==== Records provided ====

impl<B: UsbBus, H: AcmHandler, const N: usize> Subclass<B> for Acm<H, N> {
    fn enable(&mut self, ctl: CdcControl<'_, B>) {
        if let Some(port) = self.ports.get_mut(ctl.class_nbr as usize) {
            port.line_state_sent = false;
        }
        self.handler.enable(ctl.class_nbr);
    }

    fn disable(&mut self, ctl: CdcControl<'_, B>) {
        let nbr = ctl.class_nbr;
        if let Some(port) = self.ports.get_mut(nbr as usize) {
            port.line_state_sent = false;
            // The host's signals drop with the configuration.
            let dropped = core::mem::take(&mut port.line_control);
            if !dropped.is_empty() {
                self.handler
                    .line_control_changed(nbr, LineControl::empty(), dropped);
            }
        }
        self.handler.disable(nbr);
    }

    fn management_request(&mut self, ctl: CdcControl<'_, B>, req: &SetupPacket) -> bool {
        let nbr = ctl.class_nbr;
        match req.request {
            request::SET_COMM_FEATURE | request::GET_COMM_FEATURE | request::CLEAR_COMM_FEATURE => {
                self.comm_feature(ctl, req)
            }
            request::SET_LINE_CODING => {
                let Some(port) = self.ports.get_mut(nbr as usize) else {
                    return false;
                };
                let mut buf = [0; LineCoding::SIZE];
                if ctl.usb.read_control_sync(&mut buf, REQUEST_TIMEOUT_MS) != Ok(LineCoding::SIZE) {
                    return false;
                }
                let Some(coding) = LineCoding::parse(&buf) else {
                    return false;
                };
                if !self.handler.line_coding_changed(nbr, &coding) {
                    debug!("ACM {} LINE CODING VETOED", nbr);
                    return false;
                }
                port.line_coding = coding;
                true
            }
            request::GET_LINE_CODING => {
                let Some(port) = self.ports.get(nbr as usize) else {
                    return false;
                };
                ctl.usb
                    .write_control_sync(&port.line_coding.to_bytes(), REQUEST_TIMEOUT_MS, true)
                    .is_ok()
            }
            request::SET_CONTROL_LINE_STATE => {
                let Some(port) = self.ports.get_mut(nbr as usize) else {
                    return false;
                };
                let old = port.line_control;
                let mut new = old & LineControl::BREAK;
                new.set(LineControl::DTR, req.value & 0x01 != 0);
                new.set(LineControl::RTS, req.value & 0x02 != 0);
                port.line_control = new;

                if new.contains(LineControl::DTR) && !old.contains(LineControl::DTR) {
                    if let Err(err) = port.send_line_state(ctl.instance, ctl.usb) {
                        warn!("ACM {} SERIAL STATE {:?}", nbr, err);
                    }
                }
                let changed = old ^ new;
                if !changed.is_empty() {
                    self.handler.line_control_changed(nbr, new, changed);
                }
                true
            }
            request::SEND_BREAK => {
                let Some(port) = self.ports.get_mut(nbr as usize) else {
                    return false;
                };
                let old = port.line_control;
                let mut new = old;
                new.set(LineControl::BREAK, req.value != 0);
                port.line_control = new;
                if old != new {
                    self.handler
                        .line_control_changed(nbr, new, LineControl::BREAK);
                }
                true
            }
            _ => false,
        }
    }

    fn notification_complete(&mut self, ctl: CdcControl<'_, B>, status: Result<()>) {
        let Some(port) = self.ports.get_mut(ctl.class_nbr as usize) else {
            return;
        };
        port.line_state_sent = false;
        if status.is_err() {
            return;
        }
        if let Err(err) = port.send_line_state(ctl.instance, ctl.usb) {
            warn!("ACM {} SERIAL STATE {:?}", ctl.class_nbr, err);
        }
    }

    fn functional_descriptors(
        &self,
        w: &mut DescriptorWriter,
        class_nbr: u8,
        first_data_if: Option<u8>,
    ) -> Result<()> {
        let call_management = self
            .ports
            .get(class_nbr as usize)
            .map(|port| port.call_management)
            .unwrap_or_default();
        w.write_descriptor(
            descriptor_type::CS_INTERFACE,
            &[
                functional::CALL_MANAGEMENT,
                call_management.bits(),
                first_data_if.unwrap_or(0),
            ],
        )?;
        w.write_descriptor(
            descriptor_type::CS_INTERFACE,
            &[functional::ABSTRACT_CONTROL_MANAGEMENT, ACM_CAPABILITIES],
        )
    }
}

/// Virtual serial ports
///
/// Manages up to `N` ports. `H` receives the port callbacks.
pub struct AcmSerial<H, const N: usize> {
    cdc: Cdc<Acm<H, N>, N>,
}

impl<H: AcmHandler, const N: usize> AcmSerial<H, N> {
    pub const fn new(id: DriverId, handler: H) -> Self {
        AcmSerial {
            cdc: Cdc::new(
                id,
                Acm {
                    handler,
                    ports: Vec::new(),
                },
            ),
        }
    }

    pub fn handler(&self) -> &H {
        &self.cdc.subclass.handler
    }

    pub fn handler_mut(&mut self) -> &mut H {
        &mut self.cdc.subclass.handler
    }

    /// Allocate a serial port with one data interface
    ///
    /// `line_state_interval` is the notification interval, in frames.
    /// Returns the port number.
    pub fn create_instance(
        &mut self,
        line_state_interval: u16,
        call_management: CallManagement,
    ) -> Result<u8> {
        if self.cdc.instances.is_full() {
            return Err(Error::AllocationFailed);
        }
        let nbr = self.cdc.create_instance(
            subclass::ABSTRACT_CONTROL,
            protocol::AT_V250,
            true,
            line_state_interval,
        )?;
        self.cdc.add_data_interface(nbr, false, protocol::NONE)?;
        // Same capacity as the instance table.
        let _ = self.cdc.subclass.ports.push(Port::new(call_management));
        Ok(nbr)
    }

    /// Register the port's interfaces and endpoints in a configuration
    pub fn add_to_configuration<B: UsbBus>(
        &mut self,
        usb: &mut Core<B>,
        port: u8,
        config_nbr: u8,
    ) -> Result<()> {
        self.cdc.add_to_configuration(usb, port, config_nbr)
    }

    /// Indicates if the host selected a configuration that contains the port
    pub fn is_enabled<B: UsbBus>(&self, usb: &Core<B>, port: u8) -> bool {
        self.cdc.is_enabled(usb, port)
    }

    /// Receive data from the host
    ///
    /// See [`Cdc::read_data`].
    pub fn read<B: UsbBus>(
        &mut self,
        usb: &mut Core<B>,
        port: u8,
        buf: &mut [u8],
        timeout_ms: u32,
    ) -> Result<usize> {
        self.cdc.read_data(usb, port, 0, buf, timeout_ms)
    }

    /// Send data to the host
    pub fn write<B: UsbBus>(
        &mut self,
        usb: &mut Core<B>,
        port: u8,
        data: &[u8],
        timeout_ms: u32,
    ) -> Result<usize> {
        self.cdc.write_data(usb, port, 0, data, timeout_ms)
    }

    fn port(&self, port: u8) -> Result<&Port> {
        self.cdc
            .subclass
            .ports
            .get(port as usize)
            .ok_or(Error::InvalidParameter)
    }

    fn port_mut(&mut self, port: u8) -> Result<&mut Port> {
        self.cdc
            .subclass
            .ports
            .get_mut(port as usize)
            .ok_or(Error::InvalidParameter)
    }

    pub fn line_coding(&self, port: u8) -> Result<LineCoding> {
        Ok(self.port(port)?.line_coding)
    }

    /// Change the line coding from the device side
    pub fn set_line_coding(&mut self, port: u8, coding: LineCoding) -> Result<()> {
        if !coding.is_valid() {
            return Err(Error::InvalidParameter);
        }
        self.port_mut(port)?.line_coding = coding;
        Ok(())
    }

    /// The control signals last set by the host
    pub fn line_control(&self, port: u8) -> Result<LineControl> {
        Ok(self.port(port)?.line_control)
    }

    pub fn line_state(&self, port: u8) -> Result<LineState> {
        Ok(self.port(port)?.line_state)
    }

    /// Set line state signals, and notify the host
    ///
    /// The notification waits if another one is in flight, or until the
    /// port is configured.
    pub fn set_line_state_event<B: UsbBus>(
        &mut self,
        usb: &mut Core<B>,
        port: u8,
        events: LineState,
    ) -> Result<()> {
        self.update_line_state(usb, port, |state| state | events)
    }

    /// Clear line state signals, and notify the host
    ///
    /// Clearing signals that aren't set does nothing.
    pub fn clear_line_state_event<B: UsbBus>(
        &mut self,
        usb: &mut Core<B>,
        port: u8,
        events: LineState,
    ) -> Result<()> {
        self.update_line_state(usb, port, |state| state - events)
    }

    fn update_line_state<B: UsbBus>(
        &mut self,
        usb: &mut Core<B>,
        port: u8,
        update: impl FnOnce(LineState) -> LineState,
    ) -> Result<()> {
        let Cdc {
            instances, subclass, ..
        } = &mut self.cdc;
        let instance = instances
            .get_mut(port as usize)
            .ok_or(Error::InvalidParameter)?;
        let port = subclass
            .ports
            .get_mut(port as usize)
            .ok_or(Error::InvalidParameter)?;

        let state = update(port.line_state);
        if state == port.line_state {
            return Ok(());
        }
        port.line_state = state;
        port.line_state_changed = true;
        port.send_line_state(instance, usb)
    }

    /// Notification interval, in frames
    pub fn line_state_interval(&self, port: u8) -> Result<u16> {
        Ok(self.cdc.instance(port)?.notify_interval())
    }

    /// Change the notification interval before the port joins a
    /// configuration
    pub fn set_line_state_interval(&mut self, port: u8, interval: u16) -> Result<()> {
        self.cdc.set_notify_interval(port, interval)
    }

    pub fn call_management(&self, port: u8) -> Result<CallManagement> {
        Ok(self.port(port)?.call_management)
    }

    /// Change the call management capabilities
    ///
    /// The host sees the change the next time it reads the configuration
    /// descriptor.
    pub fn set_call_management(&mut self, port: u8, call_management: CallManagement) -> Result<()> {
        self.port_mut(port)?.call_management = call_management;
        Ok(())
    }
}

impl<B: UsbBus, H: AcmHandler, const N: usize> ClassDriver<B> for AcmSerial<H, N> {
    fn id(&self) -> DriverId {
        ClassDriver::<B>::id(&self.cdc)
    }

    fn enable(&mut self, usb: &mut Core<B>, config_nbr: u8, class_arg: usize) {
        self.cdc.enable(usb, config_nbr, class_arg);
    }

    fn disable(&mut self, usb: &mut Core<B>, config_nbr: u8, class_arg: usize) {
        self.cdc.disable(usb, config_nbr, class_arg);
    }

    fn interface_descriptor(
        &self,
        w: &mut DescriptorWriter,
        config_nbr: u8,
        if_nbr: u8,
        alt_nbr: u8,
        class_arg: usize,
    ) -> Result<()> {
        ClassDriver::<B>::interface_descriptor(&self.cdc, w, config_nbr, if_nbr, alt_nbr, class_arg)
    }

    fn class_request(&mut self, usb: &mut Core<B>, req: &SetupPacket, class_arg: usize) -> bool {
        self.cdc.class_request(usb, req, class_arg)
    }

    fn transfer_complete(&mut self, usb: &mut Core<B>, class_arg: usize, xfer: &TransferComplete) {
        self.cdc.transfer_complete(usb, class_arg, xfer);
    }
}
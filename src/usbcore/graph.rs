//! Configuration / interface / alternate setting tables

use heapless::Vec;
use usb_device::endpoint::EndpointAddress;

use crate::{
    class::{DriverId, InterfaceClass},
    Speed, MAX_ALT_SETTINGS, MAX_ENDPOINTS_PER_ALT, MAX_INTERFACES, MAX_INTERFACE_GROUPS,
};

bitflags::bitflags! {
    /// Configuration descriptor `bmAttributes`
    #[derive(Clone, Copy, Debug, PartialEq, Eq)]
    pub struct ConfigAttributes: u8 {
        const SELF_POWERED = 0x40;
        const REMOTE_WAKEUP = 0x20;
    }
}

#[derive(Debug)]
pub(crate) struct AltSetting {
    pub(crate) class: InterfaceClass,
    pub(crate) alt_arg: usize,
    pub(crate) endpoints: Vec<EndpointAddress, MAX_ENDPOINTS_PER_ALT>,
}

#[derive(Debug)]
pub(crate) struct Interface {
    pub(crate) driver: Option<DriverId>,
    pub(crate) class_arg: usize,
    pub(crate) alts: Vec<AltSetting, MAX_ALT_SETTINGS>,
    pub(crate) active_alt: u8,
}

/// An interface association
#[derive(Debug, Clone, Copy)]
pub(crate) struct InterfaceGroup {
    pub(crate) class: InterfaceClass,
    pub(crate) first: u8,
    pub(crate) count: u8,
}

impl InterfaceGroup {
    fn contains(&self, if_nbr: u8) -> bool {
        (self.first..self.first + self.count).contains(&if_nbr)
    }
}

#[derive(Debug)]
pub(crate) struct Configuration {
    pub(crate) attributes: ConfigAttributes,
    pub(crate) max_power_ma: u16,
    pub(crate) speed: Speed,
    pub(crate) interfaces: Vec<Interface, MAX_INTERFACES>,
    pub(crate) groups: Vec<InterfaceGroup, MAX_INTERFACE_GROUPS>,
}

impl Configuration {
    pub(crate) fn new(attributes: ConfigAttributes, max_power_ma: u16, speed: Speed) -> Self {
        Configuration {
            attributes,
            max_power_ma,
            speed,
            interfaces: Vec::new(),
            groups: Vec::new(),
        }
    }

    /// The group that starts at interface `if_nbr`, if any
    pub(crate) fn group_starting_at(&self, if_nbr: u8) -> Option<&InterfaceGroup> {
        self.groups.iter().find(|group| group.first == if_nbr)
    }

    /// Returns `true` if `if_nbr` already belongs to a group
    pub(crate) fn is_grouped(&self, if_nbr: u8) -> bool {
        self.groups
            .iter()
            .any(|group| group.contains(if_nbr))
    }
}
async fn fetch_items(
    conn: &mut PgConnection,
    delivery_ids: &[Uuid],
) -> AppResult<Vec<DeliveryItemRow>> {
    Ok(sqlx::query_as::<_, DeliveryItemRow>(
        r#"
        SELECT id, delivery_id, product_id, location_id, quantity, picked_quantity, packed_quantity
        FROM delivery_items
        WHERE delivery_id = ANY($1)
        ORDER BY delivery_id, line_no
        "#,
    )
    .bind(delivery_ids)
    .fetch_all(&mut *conn)
    .await?)
}

async fn write_lines(
    conn: &mut PgConnection,
    delivery_id: Uuid,
    warehouse_id: Uuid,
    lines: &[DeliveryLineInput],
) -> AppResult<()> {
    check_quantities(lines.iter().map(|l| l.quantity))?;
    stock::verify_locations(conn, warehouse_id, lines.iter().map(|l| l.location_id)).await?;
    stock::ensure_products_active(conn, lines.iter().map(|l| l.product_id)).await?;

    sqlx::query("DELETE FROM delivery_items WHERE delivery_id = $1")
        .bind(delivery_id)
        .execute(&mut *conn)
        .await?;

    for (line_no, line) in lines.iter().enumerate() {
        sqlx::query(
            r#"
            INSERT INTO delivery_items (delivery_id, line_no, product_id, location_id, quantity)
            VALUES ($1, $2, $3, $4, $5)
            "#,
        )
        .bind(delivery_id)
        .bind(line_no as i32)
        .bind(line.product_id)
        .bind(line.location_id)
        .bind(line.quantity)
        .execute(&mut *conn)
        .await?;
    }
    Ok(())
}

async fn set_status(conn: &mut PgConnection, delivery_id: Uuid, status: DocumentStatus) -> AppResult<()> {
    sqlx::query("UPDATE deliveries SET status = $2, updated_at = NOW() WHERE id = $1")
        .bind(delivery_id)
        .bind(status.as_str())
        .execute(&mut *conn)
        .await?;
    Ok(())
}

impl DeliveryService {
    pub fn new(db: PgPool) -> Self {
        Self { db }
    }

    pub async fn create(&self, user: &AuthUser, input: CreateDeliveryInput) -> AppResult<Delivery> {
        input.validate()?;
        user.ensure_warehouse(input.warehouse_id)?;

        let mut tx = self.db.begin().await?;
        stock::ensure_warehouse_active(&mut tx, input.warehouse_id).await?;

        let number = stock::next_document_number(&mut tx, KIND).await?;
        let delivery_id = sqlx::query_scalar::<_, Uuid>(
            r#"
            INSERT INTO deliveries (number, warehouse_id, customer, scheduled_date, notes, created_by)
            VALUES ($1, $2, $3, $4, $5, $6)
            RETURNING id
            "#,
        )
        .bind(&number)
        .bind(input.warehouse_id)
        .bind(clean_text(input.customer))
        .bind(input.scheduled_date)
        .bind(clean_text(input.notes))
        .bind(user.user_id)
        .fetch_one(&mut *tx)
        .await?;

        write_lines(&mut tx, delivery_id, input.warehouse_id, &input.items).await?;

        tx.commit().await?;

        tracing::info!(delivery = %number, lines = input.items.len(), "Delivery created");
        self.get(user, delivery_id).await
    }

    pub async fn list(&self, user: &AuthUser, filter: DocumentFilter) -> AppResult<Vec<Delivery>> {
        let warehouse_id = filter.warehouse_for(user)?;

        let rows = sqlx::query_as::<_, DeliveryRow>(&format!(
            r#"
            SELECT {DELIVERY_COLUMNS} FROM deliveries
            WHERE ($1::text IS NULL OR status = $1)
              AND ($2::uuid IS NULL OR warehouse_id = $2)
            ORDER BY created_at DESC
            "#
        ))
        .bind(filter.status_str())
        .bind(warehouse_id)
        .fetch_all(&self.db)
        .await?;

        let mut conn = self.db.acquire().await?;
        let ids: Vec<Uuid> = rows.iter().map(|r| r.id).collect();
        let mut items: HashMap<Uuid, Vec<DeliveryItemRow>> = HashMap::new();
        for item in fetch_items(&mut conn, &ids).await? {
            items.entry(item.delivery_id).or_default().push(item);
        }

        rows.into_iter()
            .map(|row| {
                let lines = items.remove(&row.id).unwrap_or_default();
                row.into_delivery(lines)
            })
            .collect()
    }

    pub async fn get(&self, user: &AuthUser, delivery_id: Uuid) -> AppResult<Delivery> {
        let row = sqlx::query_as::<_, DeliveryRow>(&format!(
            "SELECT {DELIVERY_COLUMNS} FROM deliveries WHERE id = $1"
        ))
        .bind(delivery_id)
        .fetch_optional(&self.db)
        .await?
        .ok_or_else(|| AppError::NotFound("Delivery".to_string()))?;

        user.ensure_warehouse(row.warehouse_id)?;

        let mut conn = self.db.acquire().await?;
        let items = fetch_items(&mut conn, &[delivery_id]).await?;
        row.into_delivery(items)
    }

    pub async fn update(
        &self,
        user: &AuthUser,
        delivery_id: Uuid,
        input: UpdateDeliveryInput,
    ) -> AppResult<Delivery> {
        input.validate()?;

        let mut tx = self.db.begin().await?;
        let current = lock_delivery(&mut tx, delivery_id).await?;
        user.ensure_warehouse(current.warehouse_id)?;

        let status = current.status()?;
        KIND.ensure_editable(status)?;

        let warehouse_id = input.warehouse_id.unwrap_or(current.warehouse_id);
        let moves_warehouse = warehouse_id != current.warehouse_id;
        let lines_locked = !matches!(status, DocumentStatus::Draft | DocumentStatus::Waiting);
        if lines_locked && (input.items.is_some() || moves_warehouse) {
            return Err(AppError::InvalidState(format!(
                "Delivery lines cannot change once it is {}",
                status
            )));
        }

        if moves_warehouse {
            user.ensure_warehouse(warehouse_id)?;
            stock::ensure_warehouse_active(&mut tx, warehouse_id).await?;
        }

        match &input.items {
            Some(lines) => write_lines(&mut tx, delivery_id, warehouse_id, lines).await?,
            None if moves_warehouse => {
                let items = fetch_items(&mut tx, &[delivery_id]).await?;
                stock::verify_locations(&mut tx, warehouse_id, items.iter().map(|i| i.location_id))
                    .await?;
            }
            None => {}
        }

        sqlx::query(
            r#"
            UPDATE deliveries SET
                warehouse_id = $2,
                customer = COALESCE($3, customer),
                scheduled_date = COALESCE($4, scheduled_date),
                notes = COALESCE($5, notes),
                updated_at = NOW()
            WHERE id = $1
            "#,
        )
        .bind(delivery_id)
        .bind(warehouse_id)
        .bind(clean_text(input.customer))
        .bind(input.scheduled_date)
        .bind(clean_text(input.notes))
        .execute(&mut *tx)
        .await?;

        tx.commit().await?;

        tracing::debug!(delivery = %current.number, "Delivery updated");
        self.get(user, delivery_id).await
    }

    /// Draft -> waiting
    pub async fn confirm(&self, user: &AuthUser, delivery_id: Uuid) -> AppResult<Delivery> {
        let mut tx = self.db.begin().await?;

        let header = lock_delivery(&mut tx, delivery_id).await?;
        user.ensure_warehouse(header.warehouse_id)?;
        let status = header.status()?;
        if status != DocumentStatus::Draft {
            KIND.ensure_editable(status)?;
            return Err(AppError::InvalidState(
                "Only draft deliveries can be confirmed".to_string(),
            ));
        }
        let next = KIND.transition(status, DocumentStatus::Waiting)?;
        set_status(&mut tx, delivery_id, next).await?;

        tx.commit().await?;

        tracing::info!(delivery = %header.number, "Delivery confirmed");
        self.get(user, delivery_id).await
    }

    /// Record picked quantities; an empty request picks every line in full
    pub async fn pick(
        &self,
        user: &AuthUser,
        delivery_id: Uuid,
        picks: Vec<PickInput>,
    ) -> AppResult<Delivery> {
        let mut tx = self.db.begin().await?;

        let header = lock_delivery(&mut tx, delivery_id).await?;
        user.ensure_warehouse(header.warehouse_id)?;
        let next = KIND.transition(header.status()?, DocumentStatus::Picking)?;

        let items = fetch_items(&mut tx, &[delivery_id]).await?;
        let mut lines: Vec<FulfillmentLine> = items.iter().map(DeliveryItemRow::fulfillment).collect();
        let requests: Vec<LineQuantity> = picks
            .iter()
            .map(|p| LineQuantity {
                item_id: p.item_id,
                quantity: p.picked_quantity,
            })
            .collect();
        record_picks(&mut lines, &requests)?;

        for line in &lines {
            sqlx::query("UPDATE delivery_items SET picked_quantity = $2 WHERE id = $1")
                .bind(line.item_id)
                .bind(line.picked_quantity)
                .execute(&mut *tx)
                .await?;
        }
        set_status(&mut tx, delivery_id, next).await?;

        tx.commit().await?;

        tracing::info!(delivery = %header.number, lines = requests.len(), "Delivery picked");
        self.get(user, delivery_id).await
    }

    /// Record packed quantities, bounded by what was picked; the delivery becomes
    /// ready once every line is packed in full
    pub async fn pack(
        &self,
        user: &AuthUser,
        delivery_id: Uuid,
        packs: Vec<PackInput>,
    ) -> AppResult<Delivery> {
        let mut tx = self.db.begin().await?;

        let header = lock_delivery(&mut tx, delivery_id).await?;
        user.ensure_warehouse(header.warehouse_id)?;
        let status = header.status()?;
        if !matches!(status, DocumentStatus::Picking | DocumentStatus::Packing) {
            KIND.ensure_editable(status)?;
            return Err(AppError::InvalidState(format!(
                "Delivery must be picked before packing; it is {}",
                status
            )));
        }

        let items = fetch_items(&mut tx, &[delivery_id]).await?;
        let mut lines: Vec<FulfillmentLine> = items.iter().map(DeliveryItemRow::fulfillment).collect();
        let requests: Vec<LineQuantity> = packs
            .iter()
            .map(|p| LineQuantity {
                item_id: p.item_id,
                quantity: p.packed_quantity,
            })
            .collect();
        let target = record_packs(&mut lines, &requests)?;
        let next = KIND.transition(status, target)?;

        for line in &lines {
            sqlx::query("UPDATE delivery_items SET packed_quantity = $2 WHERE id = $1")
                .bind(line.item_id)
                .bind(line.packed_quantity)
                .execute(&mut *tx)
                .await?;
        }
        set_status(&mut tx, delivery_id, next).await?;

        tx.commit().await?;

        tracing::info!(delivery = %header.number, status = %next, "Delivery packed");
        self.get(user, delivery_id).await
    }

    /// Take every line out of stock, all or nothing, and mark the delivery done
    pub async fn validate(&self, user: &AuthUser, delivery_id: Uuid) -> AppResult<Delivery> {
        let mut tx = self.db.begin().await?;

        let header = lock_delivery(&mut tx, delivery_id).await?;
        user.ensure_warehouse(header.warehouse_id)?;
        KIND.transition(header.status()?, DocumentStatus::Done)?;

        stock::ensure_warehouse_active(&mut tx, header.warehouse_id).await?;
        let items = fetch_items(&mut tx, &[delivery_id]).await?;
        stock::verify_locations(&mut tx, header.warehouse_id, items.iter().map(|i| i.location_id))
            .await?;

        let lines: Vec<StockLine> = items
            .iter()
            .map(|i| StockLine {
                product_id: i.product_id,
                location_id: i.location_id,
                quantity: i.quantity,
            })
            .collect();

        let mut book = stock::lock_products(&mut tx, lines.iter().map(|l| l.product_id)).await?;
        let postings = match plan_delivery(header.warehouse_id, &lines, &mut book) {
            Ok(postings) => postings,
            Err(err) => {
                tracing::warn!(delivery = %header.number, error = %err, "Delivery rejected");
                return Err(err.into());
            }
        };

        let document = DocumentRef {
            kind: KIND,
            id: header.id,
            number: header.number.clone(),
        };
        stock::record_postings(&mut tx, &book, &document, user.user_id, &postings).await?;

        sqlx::query(
            r#"
            UPDATE deliveries
            SET status = 'done', validated_by = $2, validated_at = NOW(), updated_at = NOW()
            WHERE id = $1
            "#,
        )
        .bind(delivery_id)
        .bind(user.user_id)
        .execute(&mut *tx)
        .await?;

        tx.commit().await?;

        tracing::info!(
            delivery = %header.number,
            lines = lines.len(),
            postings = postings.len(),
            "Delivery validated"
        );
        self.get(user, delivery_id).await
    }

    pub async fn cancel(&self, user: &AuthUser, delivery_id: Uuid) -> AppResult<Delivery> {
        let mut tx = self.db.begin().await?;

        let header = lock_delivery(&mut tx, delivery_id).await?;
        user.ensure_warehouse(header.warehouse_id)?;
        let next = KIND.transition(header.status()?, DocumentStatus::Canceled)?;
        set_status(&mut tx, delivery_id, next).await?;

        tx.commit().await?;

        tracing::info!(delivery = %header.number, "Delivery canceled");
        self.get(user, delivery_id).await
    }
}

====

■ Problem details
Please go through the listing and return each line that has "NULL" in it.

■ Task answer
            WHERE ($1::text IS NULL OR status = $1)
              AND ($2::uuid IS NULL OR warehouse_id = $2)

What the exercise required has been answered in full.